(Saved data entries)
"""

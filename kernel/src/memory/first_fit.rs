//! First-Fit Contiguous Allocator
//!
//! The simulated address space is a fixed array of cells, each either free
//! or owned by exactly one process. Allocation hands out a single contiguous
//! run of cells per process.
//!
//! # Algorithm
//!
//! The map is scanned from address 0. The first run of free cells that is
//! at least as long as the request is claimed; the lowest address always
//! wins. Freed cells are never compacted, so a request can fail while the
//! total free space would be enough:
//!
//! ```text
//! [ P1 P1 .. .. P2 P2 .. .. ]   4 free cells, request for 3 fails
//! ```

use core::ops::Range;

use hashbrown::HashMap;
use serde::Serialize;

use crate::error::{Result, SimError};
use crate::process::{Process, ProcessId};

/// A maximal run of cells with the same owner.
#[derive(Debug, Clone, Copy, PartialEq, Eq, Serialize)]
pub struct MemoryRegion {
    /// First address of the region.
    pub start: usize,
    /// One past the last address.
    pub end: usize,
    /// Owning process, `None` for free space.
    pub owner: Option<ProcessId>,
}

impl MemoryRegion {
    pub fn len(&self) -> usize {
        self.end - self.start
    }

    pub fn is_empty(&self) -> bool {
        self.start == self.end
    }

    pub fn is_free(&self) -> bool {
        self.owner.is_none()
    }
}

/// Statistics about the memory map state.
#[derive(Debug, Clone, Copy, PartialEq, Eq, Serialize)]
pub struct MemoryStats {
    /// Total cells in the address space.
    pub total_cells: usize,
    /// Cells not owned by any process.
    pub free_cells: usize,
    /// Longest contiguous free run.
    pub largest_free_block: usize,
    /// Number of processes holding memory.
    pub resident: usize,
}

/// Fixed-size address space with first-fit allocation.
pub struct MemoryMap {
    /// One entry per cell.
    cells: Vec<Option<ProcessId>>,
    /// Region held by each resident process.
    resident: HashMap<ProcessId, Range<usize>>,
}

impl MemoryMap {
    /// Create an entirely free address space of `size` cells.
    pub fn new(size: usize) -> Self {
        Self {
            cells: vec![None; size],
            resident: HashMap::new(),
        }
    }

    /// Allocate `process.memory_req` contiguous cells for `process`.
    ///
    /// Returns the claimed address range. On failure nothing is modified.
    /// A process that is already resident keeps its current region.
    pub fn allocate(&mut self, process: &Process) -> Result<Range<usize>> {
        self.allocate_cells(process.pid, process.memory_req)
    }

    /// Allocate `size` contiguous cells for `pid`.
    pub fn allocate_cells(&mut self, pid: ProcessId, size: usize) -> Result<Range<usize>> {
        if let Some(region) = self.resident.get(&pid) {
            log::trace!("[MEM] Process {} already resident at {:?}", pid, region);
            return Ok(region.clone());
        }
        if size == 0 {
            return Ok(0..0);
        }

        let start = self.find_first_fit(size).ok_or_else(|| SimError::MemoryAllocationFailure {
            pid,
            requested: size,
            largest_free: self.largest_free_block(),
        })?;

        let region = start..start + size;
        for cell in &mut self.cells[region.clone()] {
            *cell = Some(pid);
        }
        self.resident.insert(pid, region.clone());

        log::debug!(
            "[MEM] Allocated {} cells for process {} at {}..{}",
            size,
            pid,
            region.start,
            region.end
        );
        Ok(region)
    }

    /// Release every cell owned by `pid`. No-op if it owns nothing.
    pub fn free(&mut self, pid: ProcessId) {
        if let Some(region) = self.resident.remove(&pid) {
            for cell in &mut self.cells[region.clone()] {
                *cell = None;
            }
            log::debug!(
                "[MEM] Freed {} cells of process {}",
                region.len(),
                pid
            );
        }
    }

    /// Release everything.
    pub fn clear(&mut self) {
        self.cells.fill(None);
        self.resident.clear();
    }

    /// Lowest start address of a free run of at least `size` cells.
    fn find_first_fit(&self, size: usize) -> Option<usize> {
        let mut run_start = 0;
        let mut run_len = 0;

        for (addr, cell) in self.cells.iter().enumerate() {
            if cell.is_some() {
                run_len = 0;
                continue;
            }
            if run_len == 0 {
                run_start = addr;
            }
            run_len += 1;
            if run_len == size {
                return Some(run_start);
            }
        }
        None
    }

    /// Region currently held by `pid`.
    pub fn region_of(&self, pid: ProcessId) -> Option<Range<usize>> {
        self.resident.get(&pid).cloned()
    }

    /// Owner of the cell at `addr`.
    pub fn owner_at(&self, addr: usize) -> Option<ProcessId> {
        self.cells.get(addr).copied().flatten()
    }

    /// Number of cells owned by `pid`.
    pub fn owned_cells(&self, pid: ProcessId) -> usize {
        self.cells.iter().filter(|c| **c == Some(pid)).count()
    }

    /// Address space size in cells.
    pub fn size(&self) -> usize {
        self.cells.len()
    }

    pub fn free_cells(&self) -> usize {
        self.cells.iter().filter(|c| c.is_none()).count()
    }

    pub fn is_empty(&self) -> bool {
        self.resident.is_empty()
    }

    pub fn largest_free_block(&self) -> usize {
        self.regions()
            .iter()
            .filter(|r| r.is_free())
            .map(MemoryRegion::len)
            .max()
            .unwrap_or(0)
    }

    /// The map as maximal same-owner runs, in address order.
    pub fn regions(&self) -> Vec<MemoryRegion> {
        let mut regions: Vec<MemoryRegion> = Vec::new();
        for (addr, &owner) in self.cells.iter().enumerate() {
            match regions.last_mut() {
                Some(last) if last.owner == owner => last.end = addr + 1,
                _ => regions.push(MemoryRegion {
                    start: addr,
                    end: addr + 1,
                    owner,
                }),
            }
        }
        regions
    }

    /// Get statistics about memory usage.
    pub fn stats(&self) -> MemoryStats {
        MemoryStats {
            total_cells: self.size(),
            free_cells: self.free_cells(),
            largest_free_block: self.largest_free_block(),
            resident: self.resident.len(),
        }
    }
}

#[cfg(test)]
mod tests {
    use super::*;

    fn proc(pid: u32, memory: usize) -> Process {
        Process::new(ProcessId(pid), 0, 1, 0, memory)
    }

    #[test]
    fn test_first_fit_lowest_address() {
        let mut map = MemoryMap::new(16);
        assert_eq!(map.allocate(&proc(1, 4)).unwrap(), 0..4);
        assert_eq!(map.allocate(&proc(2, 4)).unwrap(), 4..8);
        assert_eq!(map.owned_cells(ProcessId(1)), 4);
        assert_eq!(map.free_cells(), 8);
    }

    #[test]
    fn test_reuses_freed_hole() {
        let mut map = MemoryMap::new(16);
        map.allocate(&proc(1, 4)).unwrap();
        map.allocate(&proc(2, 4)).unwrap();
        map.free(ProcessId(1));

        // The hole at 0 fits and is lower than the tail at 8.
        assert_eq!(map.allocate(&proc(3, 3)).unwrap(), 0..3);
    }

    #[test]
    fn test_fragmentation_blocks_allocation() {
        let mut map = MemoryMap::new(8);
        map.allocate(&proc(1, 2)).unwrap(); // 0..2
        map.allocate(&proc(2, 2)).unwrap(); // 2..4
        map.allocate(&proc(3, 2)).unwrap(); // 4..6
        map.free(ProcessId(2));

        // 4 cells free in total (2..4 and 6..8) but no run of 3.
        assert_eq!(map.free_cells(), 4);
        let err = map.allocate(&proc(4, 3)).unwrap_err();
        assert_eq!(
            err,
            SimError::MemoryAllocationFailure {
                pid: ProcessId(4),
                requested: 3,
                largest_free: 2
            }
        );
        assert_eq!(map.owned_cells(ProcessId(4)), 0);
        assert_eq!(map.free_cells(), 4);
    }

    #[test]
    fn test_oversized_request_fails() {
        let mut map = MemoryMap::new(8);
        assert!(map.allocate(&proc(1, 9)).is_err());
        assert!(map.is_empty());
    }

    #[test]
    fn test_exact_fit_whole_space() {
        let mut map = MemoryMap::new(8);
        assert_eq!(map.allocate(&proc(1, 8)).unwrap(), 0..8);
        assert_eq!(map.free_cells(), 0);
    }

    #[test]
    fn test_free_is_idempotent() {
        let mut map = MemoryMap::new(8);
        map.allocate(&proc(1, 3)).unwrap();
        map.free(ProcessId(1));
        map.free(ProcessId(1));
        map.free(ProcessId(42));
        assert_eq!(map.free_cells(), 8);
    }

    #[test]
    fn test_resident_process_keeps_region() {
        let mut map = MemoryMap::new(8);
        let first = map.allocate(&proc(1, 3)).unwrap();
        let second = map.allocate(&proc(1, 3)).unwrap();
        assert_eq!(first, second);
        assert_eq!(map.owned_cells(ProcessId(1)), 3);
    }

    #[test]
    fn test_zero_sized_request() {
        let mut map = MemoryMap::new(4);
        assert_eq!(map.allocate(&proc(1, 0)).unwrap(), 0..0);
        assert_eq!(map.free_cells(), 4);
        assert_eq!(map.region_of(ProcessId(1)), None);
    }

    #[test]
    fn test_regions_cover_address_space() {
        let mut map = MemoryMap::new(10);
        map.allocate(&proc(1, 3)).unwrap();
        map.allocate(&proc(2, 2)).unwrap();
        map.free(ProcessId(1));

        let regions = map.regions();
        assert_eq!(
            regions,
            vec![
                MemoryRegion { start: 0, end: 3, owner: None },
                MemoryRegion { start: 3, end: 5, owner: Some(ProcessId(2)) },
                MemoryRegion { start: 5, end: 10, owner: None },
            ]
        );
        assert_eq!(regions.iter().map(MemoryRegion::len).sum::<usize>(), 10);
    }

    #[test]
    fn test_stats() {
        let mut map = MemoryMap::new(10);
        map.allocate(&proc(1, 4)).unwrap();
        let stats = map.stats();
        assert_eq!(stats.total_cells, 10);
        assert_eq!(stats.free_cells, 6);
        assert_eq!(stats.largest_free_block, 6);
        assert_eq!(stats.resident, 1);

        map.clear();
        assert_eq!(map.stats().free_cells, 10);
        assert_eq!(map.stats().resident, 0);
    }
}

"""

**What to work on:**
All lines with the word "about" need to be copied from the data above.

**Your response:**
/// Statistics about the memory map state.
    /// Get statistics about memory usage.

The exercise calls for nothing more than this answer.